Reproduce exactly the lines below, starting with the line that contains "let url = featured_image(post, &self.placeholder_image);" and ending with the last line of the records, both included, and nothing else.

********

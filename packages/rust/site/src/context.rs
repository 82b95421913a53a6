//! Per-site rendering context passed explicitly to every composer.

use vitrine_content::{
    CdnRewriter, SlugRedirects, featured_image, resolve_image_url, rewrite_for_cdn,
};
use vitrine_feeds::Publication;
use vitrine_shared::{AppConfig, ExpertiseCategory, Media, Post, Result};

/// Immutable settings shared by composers and feed composers.
#[derive(Debug, Clone)]
pub struct SiteContext {
    /// Public origin, without a trailing slash.
    pub base_url: String,
    pub site_name: String,
    pub language: String,
    pub placeholder_image: String,
    pub posts_per_page: u32,
    pub static_pages: Vec<String>,
    pub cdn: Option<CdnRewriter>,
    pub author_redirects: SlugRedirects,
    pub catalog: Vec<ExpertiseCategory>,
}

impl SiteContext {
    /// Build the context from config and an already-loaded expertise catalogue.
    pub fn from_config(config: &AppConfig, catalog: Vec<ExpertiseCategory>) -> Result<Self> {
        let cdn = CdnRewriter::from_config(&config.cdn, &config.cms.base_url)?;
        Ok(Self {
            base_url: config.site.base_url.trim_end_matches('/').to_string(),
            site_name: config.site.name.clone(),
            language: config.site.language.clone(),
            placeholder_image: config.site.placeholder_image.clone(),
            posts_per_page: config.site.posts_per_page.max(1),
            static_pages: config.site.static_pages.clone(),
            cdn,
            author_redirects: SlugRedirects::new(config.redirects.authors.clone()),
            catalog,
        })
    }

    /// Absolute URL of a site path (`/blog` → `https://www.example.com/blog`).
    pub fn absolute(&self, path: &str) -> String {
        if path.starts_with("http://") || path.starts_with("https://") {
            return path.to_string();
        }
        if path.is_empty() || path == "/" {
            return format!("{}/", self.base_url);
        }
        format!("{}/{}", self.base_url, path.trim_start_matches('/'))
    }

    /// Display URL of an image: best rendition, CDN-rewritten, absolute.
    pub fn image_url(&self, media: Option<&Media>) -> String {
        let url = resolve_image_url(media, &self.placeholder_image);
        self.absolute(&rewrite_for_cdn(&url, self.cdn.as_ref()))
    }

    /// Display URL of a post's featured image.
    pub fn post_image(&self, post: &Post) -> String {
        let url = featured_image(post, &self.placeholder_image);
        self.absolute(&rewrite_for_cdn(&url, self.cdn.as_ref()))
    }

    /// Image URL only when the record actually has one.
    pub fn optional_image_url(&self, media: Option<&Media>) -> Option<String> {
        media.map(|m| self.image_url(Some(m)))
    }

    pub fn publication(&self) -> Publication {
        Publication {
            name: self.site_name.clone(),
            language: self.language.clone(),
        }
    }
}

********

> Result
        let url = featured_image(post, &self.placeholder_image);
        self.absolute(&rewrite_for_cdn(&url, self.cdn.as_ref()))
    }

    /// Image URL only when the record actually has one.
    pub fn optional_image_url(&self, media: Option<&Media>) -> Option<String> {
        media.map(|m| self.image_url(Some(m)))
    }

    pub fn publication(&self) -> Publication {
        Publication {
            name: self.site_name.clone(),
            language: self.language.clone(),
        }
    }
}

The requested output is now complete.